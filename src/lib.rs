//! Bookdesk lending desk server
//!
//! Keeps a library's books, members and loan records, enforces the borrowing
//! rules and computes overdue fines, behind a REST JSON API.

use std::sync::Arc;

pub mod api;
pub mod config;
pub mod error;
pub mod models;
pub mod repository;
pub mod services;

pub use config::AppConfig;
pub use error::{AppError, AppResult};

/// Application state shared across all handlers
#[derive(Clone)]
pub struct AppState {
    pub config: Arc<AppConfig>,
    pub services: Arc<services::Services>,
}
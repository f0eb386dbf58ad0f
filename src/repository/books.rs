//! Books repository for database operations

use sqlx::PgConnection;

use crate::{
    error::AppResult,
    models::book::{Book, BookQuery},
};

const BOOK_COLUMNS: &str = "id, isbn, title, author, genre, available";

/// Get book by ID
pub async fn get_by_id(conn: &mut PgConnection, id: &str) -> AppResult<Option<Book>> {
    let book = sqlx::query_as::<_, Book>(&format!("SELECT {} FROM books WHERE id = $1", BOOK_COLUMNS))
        .bind(id)
        .fetch_optional(conn)
        .await?;
    Ok(book)
}

/// Get book by ID and lock its row until the transaction ends
pub async fn lock_by_id(conn: &mut PgConnection, id: &str) -> AppResult<Option<Book>> {
    let book = sqlx::query_as::<_, Book>(&format!(
        "SELECT {} FROM books WHERE id = $1 FOR UPDATE",
        BOOK_COLUMNS
    ))
    .bind(id)
    .fetch_optional(conn)
    .await?;
    Ok(book)
}

/// Search books by availability and free text
pub async fn search(conn: &mut PgConnection, query: &BookQuery) -> AppResult<Vec<Book>> {
    let books = sqlx::query_as::<_, Book>(&format!(
        r#"
        SELECT {}
        FROM books
        WHERE ($1::boolean IS NULL OR available = $1)
          AND ($2::text IS NULL
               OR title ILIKE '%' || $2 || '%'
               OR author ILIKE '%' || $2 || '%'
               OR isbn ILIKE '%' || $2 || '%'
               OR genre ILIKE '%' || $2 || '%')
        ORDER BY id
        "#,
        BOOK_COLUMNS
    ))
    .bind(query.available)
    .bind(query.search.as_deref())
    .fetch_all(conn)
    .await?;
    Ok(books)
}

/// Create a new book
pub async fn create(conn: &mut PgConnection, book: &Book) -> AppResult<()> {
    sqlx::query(
        r#"
        INSERT INTO books (id, isbn, title, author, genre, available)
        VALUES ($1, $2, $3, $4, $5, $6)
        "#,
    )
    .bind(&book.id)
    .bind(&book.isbn)
    .bind(&book.title)
    .bind(&book.author)
    .bind(&book.genre)
    .bind(book.available)
    .execute(conn)
    .await?;
    Ok(())
}

/// Update a book, returns false when no row matched
pub async fn update(conn: &mut PgConnection, book: &Book) -> AppResult<bool> {
    let result = sqlx::query(
        r#"
        UPDATE books
        SET isbn = $1, title = $2, author = $3, genre = $4, available = $5
        WHERE id = $6
        "#,
    )
    .bind(&book.isbn)
    .bind(&book.title)
    .bind(&book.author)
    .bind(&book.genre)
    .bind(book.available)
    .bind(&book.id)
    .execute(conn)
    .await?;
    Ok(result.rows_affected() > 0)
}

/// Delete a book, returns false when no row matched
pub async fn delete(conn: &mut PgConnection, id: &str) -> AppResult<bool> {
    let result = sqlx::query("DELETE FROM books WHERE id = $1")
        .bind(id)
        .execute(conn)
        .await?;
    Ok(result.rows_affected() > 0)
}
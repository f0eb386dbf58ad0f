//! Loan record model and the outcomes of the lending workflows

use chrono::NaiveDate;
use rust_decimal::Decimal;
use serde::{Deserialize, Serialize};
use sqlx::FromRow;
use utoipa::{IntoParams, ToSchema};

/// Decimal places carried by every amount of money
pub const MONEY_SCALE: u32 = 2;

/// `amount` rounded and padded to [`MONEY_SCALE`] places, so `50` reads `50.00`
pub fn money(amount: Decimal) -> Decimal {
    let mut amount = amount.round_dp(MONEY_SCALE);
    amount.rescale(MONEY_SCALE);
    amount
}

/// Borrow transaction. `return_date == None` means the loan is open.
#[derive(Debug, Clone, PartialEq, Eq, Serialize, Deserialize, FromRow, ToSchema)]
pub struct LoanRecord {
    /// Record ID (`R001`, `R002`, ...)
    pub id: String,
    pub user_id: String,
    pub book_id: String,
    pub borrow_date: NaiveDate,
    pub return_date: Option<NaiveDate>,
    #[schema(value_type = String, example = "50.00")]
    pub fine: Decimal,
    pub fine_paid: bool,
}

impl LoanRecord {
    /// A freshly opened loan: no return date, no fine
    pub fn open(id: String, user_id: String, book_id: String, borrow_date: NaiveDate) -> Self {
        Self {
            id,
            user_id,
            book_id,
            borrow_date,
            return_date: None,
            fine: money(Decimal::ZERO),
            fine_paid: false,
        }
    }

    pub fn is_open(&self) -> bool {
        self.return_date.is_none()
    }

    /// Settled copy of this loan. `fine_paid` is left untouched.
    pub fn close(&self, return_date: NaiveDate, fine: Decimal) -> Self {
        Self {
            return_date: Some(return_date),
            fine: money(fine),
            ..self.clone()
        }
    }

    pub fn mark_fine_paid(&self) -> Self {
        Self {
            fine_paid: true,
            ..self.clone()
        }
    }
}

/// Loan list query parameters
#[derive(Debug, Default, Deserialize, IntoParams, ToSchema)]
#[into_params(parameter_in = Query)]
pub struct LoanQuery {
    /// `true` for open loans only, `false` for returned loans only
    pub open: Option<bool>,
    pub user_id: Option<String>,
    pub book_id: Option<String>,
}

impl LoanQuery {
    pub fn open_loans() -> Self {
        Self {
            open: Some(true),
            ..Default::default()
        }
    }

    pub fn for_user(user_id: &str) -> Self {
        Self {
            user_id: Some(user_id.to_string()),
            ..Default::default()
        }
    }

    pub fn matches(&self, record: &LoanRecord) -> bool {
        self.open.map_or(true, |open| record.is_open() == open)
            && self.user_id.as_ref().map_or(true, |id| &record.user_id == id)
            && self.book_id.as_ref().map_or(true, |id| &record.book_id == id)
    }
}

/// Why a borrow request was declined
#[derive(Debug, Clone, PartialEq, Eq)]
pub enum BorrowRejection {
    UnknownUser,
    LimitReached { active: i64, limit: i64 },
    UnknownBook,
    BookUnavailable,
}

impl BorrowRejection {
    /// Stable machine-readable reason
    pub fn code(&self) -> &'static str {
        match self {
            BorrowRejection::UnknownUser => "unknown_user",
            BorrowRejection::LimitReached { .. } => "limit_reached",
            BorrowRejection::UnknownBook => "unknown_book",
            BorrowRejection::BookUnavailable => "book_unavailable",
        }
    }
}

impl std::fmt::Display for BorrowRejection {
    fn fmt(&self, f: &mut std::fmt::Formatter<'_>) -> std::fmt::Result {
        match self {
            BorrowRejection::UnknownUser => write!(f, "User not found"),
            BorrowRejection::LimitReached { active, limit } => {
                write!(f, "Borrowing limit reached ({}/{})", active, limit)
            }
            BorrowRejection::UnknownBook => write!(f, "Book not found"),
            BorrowRejection::BookUnavailable => write!(f, "Book is not available"),
        }
    }
}

#[derive(Debug, Clone, PartialEq, Eq)]
pub enum BorrowOutcome {
    Borrowed(LoanRecord),
    Rejected(BorrowRejection),
}

/// Why a return was declined
#[derive(Debug, Clone, PartialEq, Eq)]
pub enum ReturnRejection {
    UnknownLoan,
    AlreadyReturned,
    ReturnBeforeBorrow,
}

impl ReturnRejection {
    pub fn code(&self) -> &'static str {
        match self {
            ReturnRejection::UnknownLoan => "unknown_loan",
            ReturnRejection::AlreadyReturned => "already_returned",
            ReturnRejection::ReturnBeforeBorrow => "return_before_borrow",
        }
    }
}

impl std::fmt::Display for ReturnRejection {
    fn fmt(&self, f: &mut std::fmt::Formatter<'_>) -> std::fmt::Result {
        match self {
            ReturnRejection::UnknownLoan => write!(f, "Loan record not found"),
            ReturnRejection::AlreadyReturned => write!(f, "Loan already returned"),
            ReturnRejection::ReturnBeforeBorrow => {
                write!(f, "Return date is before the borrow date")
            }
        }
    }
}

#[derive(Debug, Clone, PartialEq, Eq)]
pub enum ReturnOutcome {
    Returned(LoanRecord),
    Rejected(ReturnRejection),
}

/// Why a fine payment was declined
#[derive(Debug, Clone, PartialEq, Eq)]
pub enum PaymentRejection {
    UnknownLoan,
    NoFineDue,
}

impl PaymentRejection {
    pub fn code(&self) -> &'static str {
        match self {
            PaymentRejection::UnknownLoan => "unknown_loan",
            PaymentRejection::NoFineDue => "no_fine_due",
        }
    }
}

impl std::fmt::Display for PaymentRejection {
    fn fmt(&self, f: &mut std::fmt::Formatter<'_>) -> std::fmt::Result {
        match self {
            PaymentRejection::UnknownLoan => write!(f, "Loan record not found"),
            PaymentRejection::NoFineDue => write!(f, "No fine is due on this loan"),
        }
    }
}

#[derive(Debug, Clone, PartialEq, Eq)]
pub enum PaymentOutcome {
    Paid(LoanRecord),
    Rejected(PaymentRejection),
}

/// Open loan past the lending period, with its fine as of the report date
#[derive(Debug, Clone, Serialize, ToSchema)]
pub struct OverdueLoan {
    #[serde(flatten)]
    pub record: LoanRecord,
    pub days_overdue: i64,
    #[schema(value_type = String, example = "50.00")]
    pub current_fine: Decimal,
}

/// Live fine estimate for a loan
#[derive(Debug, Clone, Serialize, ToSchema)]
pub struct FineEstimate {
    pub record_id: String,
    pub as_of: NaiveDate,
    pub days_held: i64,
    #[schema(value_type = String, example = "50.00")]
    pub fine: Decimal,
}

### PROBLEM DESCRIPTION
When a line in the records holds the string "services", copy that line.

### ANSWER TO THIS TASK
pub mod services;
    pub services: Arc<services::Services>,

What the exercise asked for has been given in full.